Joshua Helmer is out as Executive Director of the Erie Art Museum.  The announcement came from the Erie Art Museum Board of Directors Monday afternoon, after their second called meeting in four days.

The action comes after an article published in the New York Times Friday detailing multiple allegations of misconduct against Helmer in his previous position with the Philadelphia Museum of Art and at least one allegation from an intern at the Erie Art Museum.  The intern here told the New York Times she faced retaliation from Helmer after declining a text messaged invitation to his "cool back deck" for coffee.

At 3:30 p.m. Monday, the Erie Art Museum Board issued a two sentence statement saying, "Joshua Helmer is no longer employed at The Erie Art Museum.  The Museum appreciates, in advance, the community's support as we move forward."

It's unclear how much weight board members gave to a change.org petition that called for the firing of Joshua Helmer.  In just a few days it gathered nearly 3,000 signatures of support as well as comments on why he should be removed.

Katie DiPrinzio said she started the petition because she found the allegations of sexual harassment laid out against Helmer in the New York Times, "very troubling."  Before the board announced his departure DiPrinzio told Erie News Now, she hoped the museum board was following it. "I hope that they take the petition seriously into account, I hope that they read the comments on the petition--the reasons that people signed the petition, I hope that ultimately they fire Joshua Helmer and I hope that they hold themselves accountable for their own inaction."  

Josh Helmer was announced as Executive Director of the Erie Art Museum in May of 2018.  During his tenure, he made decisions to sell off some stored collections he deemed not valuable to the museum.  Helmer also led the museum in decisions to sell to the EDDC several museum owned properties, as part of an effort to get the Erie Art Museum out from beneath a $1.3 million debt.

DiPrinzio was unmoved by that progress, in light of the allegations. "The damage that he has done and is continuing to do far outweighs what ever financial and material benefit he’s bringing to the museum," she said. 

After Erie News Now reported Helmer's departure DiPrinzio was pleased, but in a statement said she will continue to ask questions. 

Thank you to the board for doing the right thing and responding to public outcry by firing Joshua Helmer. The community's concerns, however, still remain relevant and we have questions that need to be answered. Why was he hired in the first place? Why didn't the board fire him after one of the art museum's interns complained? Why did it take a New York Times article and a petition with 3,000 signatures for them to take action? Who knew about this and chose to do nothing? What are they going to do in the future to make sure that this doesn't happen again? What will they do to protect their employees, interns and volunteers from sexual misconduct and unwanted advances? These are questions that the board needs to answer and we won't stop asking until they do.

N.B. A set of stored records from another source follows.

//! Error types for the prforge core library.
//!
//! Each subsystem has its own error type derived with `thiserror`, and a
//! top-level [`CoreError`] enum unifies them all for callers that want a
//! single error type.

use thiserror::Error;

// ---------------------------------------------------------------------------
// Top-level error
// ---------------------------------------------------------------------------

/// Unified error type for the entire core library.
#[derive(Debug, Error)]
pub enum CoreError {
    #[error(transparent)]
    Git(#[from] GitError),

    #[error(transparent)]
    Reconcile(#[from] ReconcileError),

    #[error(transparent)]
    Content(#[from] ContentError),

    #[error(transparent)]
    PullRequest(#[from] PullRequestError),

    #[error(transparent)]
    Config(#[from] ConfigError),

    #[error(transparent)]
    Database(#[from] DatabaseError),

    #[error(transparent)]
    Identity(#[from] IdentityError),

    /// The repository is not registered.
    #[error("repository '{0}' not found")]
    RepositoryNotFound(String),

    /// The actor lacks the access level needed.
    #[error("user '{actor}' is not allowed to {action} in '{repo}'")]
    Forbidden {
        actor: String,
        action: String,
        repo: String,
    },
}

// ---------------------------------------------------------------------------
// Git store errors
// ---------------------------------------------------------------------------

/// Errors from the repository store (git2 operations).
#[derive(Debug, Error)]
pub enum GitError {
    /// The repository path does not exist or is not a git repo.
    #[error("git repository not found at '{0}'")]
    RepositoryNotFound(String),

    /// A repository with that owner/name already exists on disk.
    #[error("git repository already exists at '{0}'")]
    RepositoryExists(String),

    /// A `git2` library error.
    #[error("git2 error: {0}")]
    Git2Error(#[from] git2::Error),

    /// A ref (branch, tag, SHA) could not be resolved.
    #[error("git ref not found: {0}")]
    RefNotFound(String),

    /// A compare-and-swap ref update found a different value than expected.
    #[error("ref '{reference}' no longer points at {expected}")]
    RefModified {
        reference: String,
        expected: String,
    },

    /// A branch or repository name failed validation.
    #[error("invalid name '{name}': {detail}")]
    InvalidName {
        name: String,
        detail: String,
    },

    /// Generic I/O wrapper.
    #[error("git I/O error: {0}")]
    IoError(#[from] std::io::Error),
}

impl GitError {
    /// Whether this error means a ref or object was missing.
    pub fn is_not_found(&self) -> bool {
        match self {
            Self::RefNotFound(_) | Self::RepositoryNotFound(_) => true,
            Self::Git2Error(e) => e.code() == git2::ErrorCode::NotFound,
            _ => false,
        }
    }
}

// ---------------------------------------------------------------------------
// Reconciliation errors
// ---------------------------------------------------------------------------

/// Errors from divergence counting and head-branch reconciliation.
///
/// Every variant is terminal for the invocation that produced it; none are
/// retried internally. Only [`ReconcileError::ConcurrentModification`] is
/// worth retrying by the caller.
#[derive(Debug, Error)]
pub enum ReconcileError {
    /// A branch tip or commit could not be resolved.
    #[error("reference '{reference}' not found in {repo}")]
    ReferenceNotFound {
        repo: String,
        reference: String,
    },

    /// A merge produced content conflicts. For head updates `from` is the
    /// base branch and `into` the head branch; merging a pull request swaps
    /// them.
    #[error("merge of '{from}' into '{into}' failed because of conflicts in: {}", .files.join(", "))]
    MergeConflict {
        from: String,
        into: String,
        files: Vec<String>,
    },

    /// Replaying a head commit onto base produced content conflicts.
    #[error("rebase failed at commit {commit} because of conflicts in: {}", .files.join(", "))]
    RebaseConflict {
        commit: String,
        files: Vec<String>,
    },

    /// The actor has no write access to the head branch.
    #[error("user '{actor}' is not allowed to update '{repo}'")]
    PermissionDenied {
        actor: String,
        repo: String,
    },

    /// The ref moved between reading the tip and advancing it.
    #[error("reference '{reference}' was modified concurrently (expected {expected})")]
    ConcurrentModification {
        reference: String,
        expected: String,
    },

    /// The operation deadline passed or the caller cancelled it.
    #[error("operation cancelled: {0}")]
    Cancelled(String),

    /// The pull request is closed or already merged.
    #[error("pull request #{index} is {state} and cannot be updated")]
    PullRequestNotOpen {
        index: i64,
        state: String,
    },

    /// No commit identity could be derived for the actor.
    #[error(transparent)]
    Identity(#[from] IdentityError),

    /// Underlying repository store error.
    #[error(transparent)]
    Git(GitError),
}

impl From<git2::Error> for ReconcileError {
    fn from(e: git2::Error) -> Self {
        Self::Git(GitError::Git2Error(e))
    }
}

impl From<GitError> for ReconcileError {
    fn from(e: GitError) -> Self {
        match e {
            GitError::RefModified {
                reference,
                expected,
            } => Self::ConcurrentModification {
                reference,
                expected,
            },
            other => Self::Git(other),
        }
    }
}

impl ReconcileError {
    /// Whether re-invoking the operation may succeed.
    pub fn is_retryable(&self) -> bool {
        matches!(self, Self::ConcurrentModification { .. })
    }
}

// ---------------------------------------------------------------------------
// Repository content errors
// ---------------------------------------------------------------------------

/// Errors from the file contents read/write API.
#[derive(Debug, Error)]
pub enum ContentError {
    /// The supplied path is empty or points inside `.git`.
    #[error("file name is invalid: '{0}'")]
    FilenameInvalid(String),

    /// A path component collides with an existing entry of another kind.
    #[error("{detail} [path: {path}]")]
    FilePathInvalid {
        path: String,
        detail: String,
    },

    /// Creating a file that already exists.
    #[error("repository file already exists [path: {0}]")]
    FileAlreadyExists(String),

    /// The file does not exist at the requested ref.
    #[error("file '{path}' not found at '{reference}'")]
    FileNotFound {
        path: String,
        reference: String,
    },

    /// The caller's blob SHA is stale.
    #[error("sha does not match [given: {given}, expected: {current}]")]
    ShaDoesNotMatch {
        path: String,
        given: String,
        current: String,
    },

    /// Update and delete require the current blob SHA.
    #[error("a SHA must be provided to update or delete a file")]
    ShaNotProvided,

    /// The requested new branch is already present.
    #[error("branch already exists [name: {0}]")]
    BranchAlreadyExists(String),

    /// The branch is protected against pushes by this actor.
    #[error("user '{actor}' cannot commit to protected branch '{branch}'")]
    UserCannotCommit {
        actor: String,
        branch: String,
    },

    /// A ref given by the caller could not be resolved.
    #[error("reference '{0}' not found")]
    ReferenceNotFound(String),

    /// The branch advanced while the commit was being written.
    #[error("branch '{0}' was modified concurrently")]
    ConcurrentModification(String),

    /// No commit identity could be derived for the actor.
    #[error(transparent)]
    Identity(#[from] IdentityError),

    /// Underlying repository store error.
    #[error(transparent)]
    Git(GitError),
}

impl From<git2::Error> for ContentError {
    fn from(e: git2::Error) -> Self {
        Self::Git(GitError::Git2Error(e))
    }
}

impl From<GitError> for ContentError {
    fn from(e: GitError) -> Self {
        match e {
            GitError::RefModified { reference, .. } => Self::ConcurrentModification(reference),
            GitError::RefNotFound(reference) => Self::ReferenceNotFound(reference),
            other => Self::Git(other),
        }
    }
}

// ---------------------------------------------------------------------------
// Pull request errors
// ---------------------------------------------------------------------------

/// Errors from pull request bookkeeping.
#[derive(Debug, Error)]
pub enum PullRequestError {
    /// No pull request with that index exists in the repository.
    #[error("pull request {repo}#{index} not found")]
    NotFound {
        repo: String,
        index: i64,
    },

    /// An open pull request already covers the same branch pair.
    #[error("an open pull request already exists for these branches (#{0})")]
    AlreadyExists(i64),

    /// Head and base point at the same branch of the same repository.
    #[error("head and base must be different branches")]
    SameBranch,

    /// A branch named by the pull request does not exist.
    #[error("branch '{branch}' not found in {repo}")]
    BranchNotFound {
        repo: String,
        branch: String,
    },

    /// Reopening or closing a merged pull request.
    #[error("pull request #{0} has already been merged")]
    AlreadyMerged(i64),

    /// Database error while persisting pull request data.
    #[error("pull request database error: {0}")]
    DatabaseError(#[from] DatabaseError),

    /// Repository store error.
    #[error("pull request git error: {0}")]
    GitError(#[from] GitError),
}

// ---------------------------------------------------------------------------
// Configuration errors
// ---------------------------------------------------------------------------

/// Errors from configuration loading and validation.
#[derive(Debug, Error)]
pub enum ConfigError {
    /// Config file not found.
    #[error("configuration file not found: {0}")]
    FileNotFound(String),

    /// TOML parse error.
    #[error("configuration parse error: {0}")]
    ParseError(String),

    /// A required environment variable is not set.
    #[error("required environment variable '{var}' is not set (referenced by config field '{field}')")]
    EnvVarMissing {
        var: String,
        field: String,
    },

    /// A config value is invalid.
    #[error("invalid configuration value for '{field}': {detail}")]
    InvalidValue {
        field: String,
        detail: String,
    },

    /// Generic I/O error reading the config file.
    #[error("configuration I/O error: {0}")]
    IoError(#[from] std::io::Error),
}

// ---------------------------------------------------------------------------
// Database errors
// ---------------------------------------------------------------------------

/// Errors from the SQLite persistence layer.
#[derive(Debug, Error)]
pub enum DatabaseError {
    /// Underlying rusqlite error.
    #[error("database error: {0}")]
    SqliteError(#[from] rusqlite::Error),

    /// A migration failed.
    #[error("database migration failed (version {version}): {detail}")]
    MigrationFailed {
        version: u32,
        detail: String,
    },

    /// A record was not found.
    #[error("{entity} not found: {id}")]
    NotFound {
        entity: String,
        id: String,
    },

    /// A conditional state change found the record in another state.
    #[error("{entity} {id} is no longer {expected}")]
    StateChanged {
        entity: String,
        id: String,
        expected: String,
    },

    /// Generic I/O error (e.g. file permissions).
    #[error("database I/O error: {0}")]
    IoError(#[from] std::io::Error),
}

// ---------------------------------------------------------------------------
// Identity errors
// ---------------------------------------------------------------------------

/// Errors from the committer identity subsystem.
#[derive(Debug, Error)]
pub enum IdentityError {
    /// The mapping file could not be loaded.
    #[error("identity mapping file error at '{path}': {detail}")]
    MappingFileError {
        path: String,
        detail: String,
    },

    /// No mapping and no fallback domain for the given actor.
    #[error("no commit identity for user '{0}'")]
    UserNotFound(String),

    /// A resolved identity is not usable as a git signature.
    #[error("invalid signature for '{name} <{email}>': {detail}")]
    InvalidSignature {
        name: String,
        email: String,
        detail: String,
    },

    /// TOML parse error when reading the mapping file.
    #[error("identity mapping parse error: {0}")]
    ParseError(String),

    /// Cache lock was poisoned by a panicking writer.
    #[error("identity cache lock poisoned")]
    LockPoisoned,

    /// Generic I/O error.
    #[error("identity I/O error: {0}")]
    IoError(#[from] std::io::Error),
}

Patrick Fisher, Executive Director of Erie Arts and Culture said he is already setting a path with local partners including the Nonprofit Partnership and the Crime Victim Center to help nonprofit boards navigate these types of situations. "We know that an accusation and a criminal charge are two different things but I think at the very least an accusation deserves internal investigation by any organization," Fisher said, "so we’re going to be working with our partners to put together some framework for that to start occurring here in 2020."

Multiple sources tell Erie News Now that actions to reduce the size and makeup of the Erie Art Museum Board and change its bylaws during Helmer's tenure, may have contributed to a delay in addressing what was a brewing problem, especially after a New York Times reporter began reaching out to people in Erie for comment.

"So I think this situation in general is raising a lot of very important questions that we ask our selves when we go through governance as a nonprofit organization," Fisher said. "At the end of the day we’re here to serve the community and some nonprofits are also receiving public funding whether it be from the county or from the state--that funding is taxpayer dollars and I think it’s really important that we’re good fiscal stewards of those taxpayer dollars and that we’re creating spaces that are safe for the community, but also safe for the employees that work there." 

Fisher offered this advice, "I do think it’s worth looking at making sure that any nonprofit organization is revisiting their bylaws, their harassment policies, their employee handbook and just making sure that all of that is in accordance with best practices."

President of the Erie Art Museum Board, Andona Zacks-Jordan, and board member Adam Williams did not return our calls for comment on the Helmer decision.  Lucia Conti, Director of Marketing for the Erie Art Museum said, "Further comment will come as we move forward."